Siyasetçinin bu zamanda evliya olmadığını, siyasetçiden evliyalık beklenmemesi gerektiğini biliyorsun.
Siyasî metodlarla ve siyasî söylemlerle yol alınamayacağını devrin, irşad, tebliğ ve ferden ferdâ ıslah yöntemleriyle meşguliyet devri olduğunu biliyorsun.
Ehven-i şer mekanizmasının bu zamanda nasıl uygulanması gerektiğini herkesten daha çok biliyorsun.

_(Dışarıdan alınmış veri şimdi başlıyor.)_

use crate::EngineHome;
use hearth_resource::{Resource, ResourceError, ResourceResolver};
use std::io::Read;
use std::path::{Path, PathBuf};
use std::sync::Arc;
use thiserror::Error;

#[derive(Debug, Error)]
pub enum EngineError {
    #[error("engine library unavailable: {0}")]
    LibraryUnavailable(String),
    #[error("invalid engine config '{name}': {reason}")]
    InvalidConfig { name: String, reason: String },
    #[error("invalid index schema '{name}': {reason}")]
    InvalidSchema { name: String, reason: String },
    #[error("core '{name}' failed: {reason}")]
    Core { name: String, reason: String },
    #[error("container error: {0}")]
    Container(String),
    #[error("resource error: {0}")]
    Resource(#[from] ResourceError),
    #[error("I/O error: {0}")]
    Io(#[from] std::io::Error),
}

/// Parsed engine configuration document.
#[derive(Debug, Clone, PartialEq, Eq)]
pub struct EngineConfig {
    pub name: String,
    pub document: String,
}

/// Parsed index schema document.
#[derive(Debug, Clone, PartialEq, Eq)]
pub struct IndexSchema {
    pub name: String,
    pub document: String,
}

/// Loads auxiliary resources referenced by config and schema documents
/// (stopword lists, synonym files and the like).
///
/// Names are looked up under the engine home first, then through the shared
/// resolver. The loader is handed to the library explicitly; nothing about it
/// is process-global.
#[derive(Clone)]
pub struct ResourceLoader {
    home: EngineHome,
    resolver: Arc<ResourceResolver>,
}

impl ResourceLoader {
    pub fn new(home: EngineHome, resolver: Arc<ResourceResolver>) -> Self {
        Self { home, resolver }
    }

    pub fn home(&self) -> &EngineHome {
        &self.home
    }

    pub fn open(&self, name: &str) -> Result<Resource, ResourceError> {
        let local = self.home.root().join(name);
        if Path::new(name).is_relative() && local.is_file() {
            let local = local.to_string_lossy().into_owned();
            return self.resolver.resolve(&local);
        }
        self.resolver.resolve(name)
    }
}

impl std::fmt::Debug for ResourceLoader {
    fn fmt(&self, f: &mut std::fmt::Formatter<'_>) -> std::fmt::Result {
        f.debug_struct("ResourceLoader")
            .field("home", &self.home)
            .finish_non_exhaustive()
    }
}

/// One opened search core.
pub trait Core: Send + Sync {
    fn name(&self) -> &str;

    fn data_dir(&self) -> &Path;

    fn is_closed(&self) -> bool;

    /// Close the core and release its index. Closing twice is a no-op.
    fn close(&self) -> Result<(), EngineError>;
}

/// Registry of open cores within one engine home.
pub trait CoreContainer: Send + Sync {
    fn register(&mut self, name: &str, core: Arc<dyn Core>) -> Result<(), EngineError>;

    /// Registered core names, sorted.
    fn core_names(&self) -> Vec<String>;

    fn shutdown(&mut self) -> Result<(), EngineError>;
}

/// The embedded search engine, as seen by the bootstrapper.
pub trait EngineLibrary: Send + Sync {
    fn name(&self) -> &str;

    fn create_container(&self, loader: ResourceLoader)
        -> Result<Box<dyn CoreContainer>, EngineError>;

    fn parse_config(
        &self,
        loader: &ResourceLoader,
        name: &str,
        stream: &mut dyn Read,
    ) -> Result<EngineConfig, EngineError>;

    fn parse_schema(
        &self,
        config: &EngineConfig,
        name: &str,
        stream: &mut dyn Read,
    ) -> Result<IndexSchema, EngineError>;

    fn open_core(
        &self,
        name: &str,
        data_dir: PathBuf,
        config: EngineConfig,
        schema: IndexSchema,
    ) -> Result<Arc<dyn Core>, EngineError>;
}

pub fn select_library(name: &str) -> Result<Arc<dyn EngineLibrary>, EngineError> {
    match name {
        "mock" => Ok(Arc::new(crate::mock::MockLibrary::new())),
        other => Err(EngineError::LibraryUnavailable(other.to_owned())),
    }
}
//! Bootstrap and lifecycle management for the embedded search engine.
//!
//! `EngineLifecycle` is the entry point: `start()` makes sure the engine's
//! logging configuration exists, then runs the `EngineBootstrapper`, which
//! stages default files into the engine home, resolves the config and schema
//! documents, and assembles a container with a single registered core. The
//! resulting `SearchServer` handle is shared with every caller until `stop()`
//! closes the core and shuts the container down.
//!
//! The search engine itself sits behind the `EngineLibrary` trait.

pub mod bootstrap;
pub mod concurrency;
pub mod home;
pub mod library;
pub mod lifecycle;
pub mod mock;
pub mod server;
pub mod settings;

pub use bootstrap::{
    BootstrapError, EngineBootstrapper, EngineInstance, CONTAINER_DESCRIPTOR, CORE_NAME,
};
pub use concurrency::{install_signal_handler, shutdown_requested, HomeLock};
pub use home::EngineHome;
pub use library::{
    select_library, Core, CoreContainer, EngineConfig, EngineError, EngineLibrary, IndexSchema,
    ResourceLoader,
};
pub use lifecycle::{validate_transition, EngineLifecycle, LifecycleState};
pub use server::SearchServer;
pub use settings::EngineSettings;

use thiserror::Error;

#[derive(Debug, Error)]
pub enum CoreError {
    #[error("bootstrap failed: {0}")]
    Bootstrap(#[from] BootstrapError),
    #[error("config store error: {0}")]
    ConfigStore(#[from] hearth_config::ConfigStoreError),
    #[error("engine error: {0}")]
    Engine(#[from] EngineError),
    #[error("invalid lifecycle transition: {from} -> {to}")]
    InvalidTransition { from: String, to: String },
    #[error("engine is not running")]
    NotReady,
    #[error("engine has already been stopped")]
    AlreadyStopped,
    #[error("engine shutdown reported an error: {0}")]
    Shutdown(#[source] EngineError),
    #[error("settings error: {0}")]
    Settings(String),
    #[error("I/O error: {0}")]
    Io(#[from] std::io::Error),
}
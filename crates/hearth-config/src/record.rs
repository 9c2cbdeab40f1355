use crate::ConfigStoreError;
use serde::{Deserialize, Serialize};
use std::collections::BTreeMap;
use std::sync::atomic::{AtomicU64, Ordering};

pub type Properties = BTreeMap<String, String>;

/// Implicit property exposing a record's PID to filters.
pub const PID_PROPERTY: &str = "service.pid";
/// Implicit property exposing a record's factory PID to filters.
pub const FACTORY_PID_PROPERTY: &str = "service.factoryPid";

static PID_COUNTER: AtomicU64 = AtomicU64::new(0);

#[derive(Debug, Clone, Serialize, Deserialize, PartialEq, Eq)]
pub struct ConfigRecord {
    pub pid: String,
    #[serde(default)]
    pub factory_pid: Option<String>,
    #[serde(default)]
    pub properties: Properties,
    pub created_at: String,
    pub updated_at: String,
    /// blake3 checksum over the record without this field.
    #[serde(default, skip_serializing_if = "Option::is_none")]
    pub checksum: Option<String>,
}

impl ConfigRecord {
    /// A new, property-less record with a generated PID under `factory_pid`.
    pub fn new_factory(factory_pid: &str) -> Self {
        let now = now_rfc3339();
        Self {
            pid: generate_pid(factory_pid),
            factory_pid: Some(factory_pid.to_owned()),
            properties: Properties::new(),
            created_at: now.clone(),
            updated_at: now,
            checksum: None,
        }
    }

    /// Property lookup, including the implicit `service.pid` and
    /// `service.factoryPid` keys.
    pub fn property(&self, key: &str) -> Option<&str> {
        match key {
            PID_PROPERTY => Some(&self.pid),
            FACTORY_PID_PROPERTY => self.factory_pid.as_deref(),
            _ => self.properties.get(key).map(String::as_str),
        }
    }

    pub(crate) fn touch(&mut self) {
        self.updated_at = now_rfc3339();
    }

    pub(crate) fn compute_checksum(&self) -> Result<String, ConfigStoreError> {
        let mut copy = self.clone();
        copy.checksum = None;
        let json = serde_json::to_string_pretty(&copy)?;
        Ok(blake3::hash(json.as_bytes()).to_hex().to_string())
    }
}

/// Oldest first; PID breaks ties so the order is total.
pub(crate) fn sort_records(records: &mut [ConfigRecord]) {
    records.sort_by(|a, b| {
        a.created_at
            .cmp(&b.created_at)
            .then_with(|| a.pid.cmp(&b.pid))
    });
}

pub fn validate_pid(pid: &str) -> Result<(), ConfigStoreError> {
    if pid.is_empty() || pid.len() > 255 {
        return Err(ConfigStoreError::InvalidPid(
            "PID must be 1-255 characters".to_owned(),
        ));
    }
    if pid.starts_with('.') {
        return Err(ConfigStoreError::InvalidPid(format!(
            "PID must not start with '.': {pid}"
        )));
    }
    if !pid
        .bytes()
        .all(|b| b.is_ascii_alphanumeric() || b == b'_' || b == b'-' || b == b'.')
    {
        return Err(ConfigStoreError::InvalidPid(format!(
            "PID must match [a-zA-Z0-9._-]: {pid}"
        )));
    }
    Ok(())
}

fn now_rfc3339() -> String {
    chrono::Utc::now().to_rfc3339_opts(chrono::SecondsFormat::Nanos, true)
}

fn generate_pid(factory_pid: &str) -> String {
    let seq = PID_COUNTER.fetch_add(1, Ordering::Relaxed);
    let seed = format!(
        "{factory_pid}:{}:{}:{seq}",
        std::process::id(),
        chrono::Utc::now().timestamp_nanos_opt().unwrap_or_default()
    );
    let hash = blake3::hash(seed.as_bytes()).to_hex();
    format!("{factory_pid}.{}", &hash.as_str()[..16])
}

Demokrat hareketin dışında kalan üç cereyanın günü gelince nasıl aleyhte birleştiklerini ve kumpaslar kurduklarını bizzat yaşadın ve bedelini ödedin.
Savunduğun demokrasi çizgisine küfür olarak bakanların, bu gün demokrasiyi senden benden daha çok savunur hale gelmeye mahkûm olduğunu da bizzat müşahede ettin.
Avrupa Birliği gibi hedef kabul ettiğin projelere alaylı yaklaşanların bu gün senin kadar bu projeye sahiplenmeye mecbur kaldıklarını biliyorsun.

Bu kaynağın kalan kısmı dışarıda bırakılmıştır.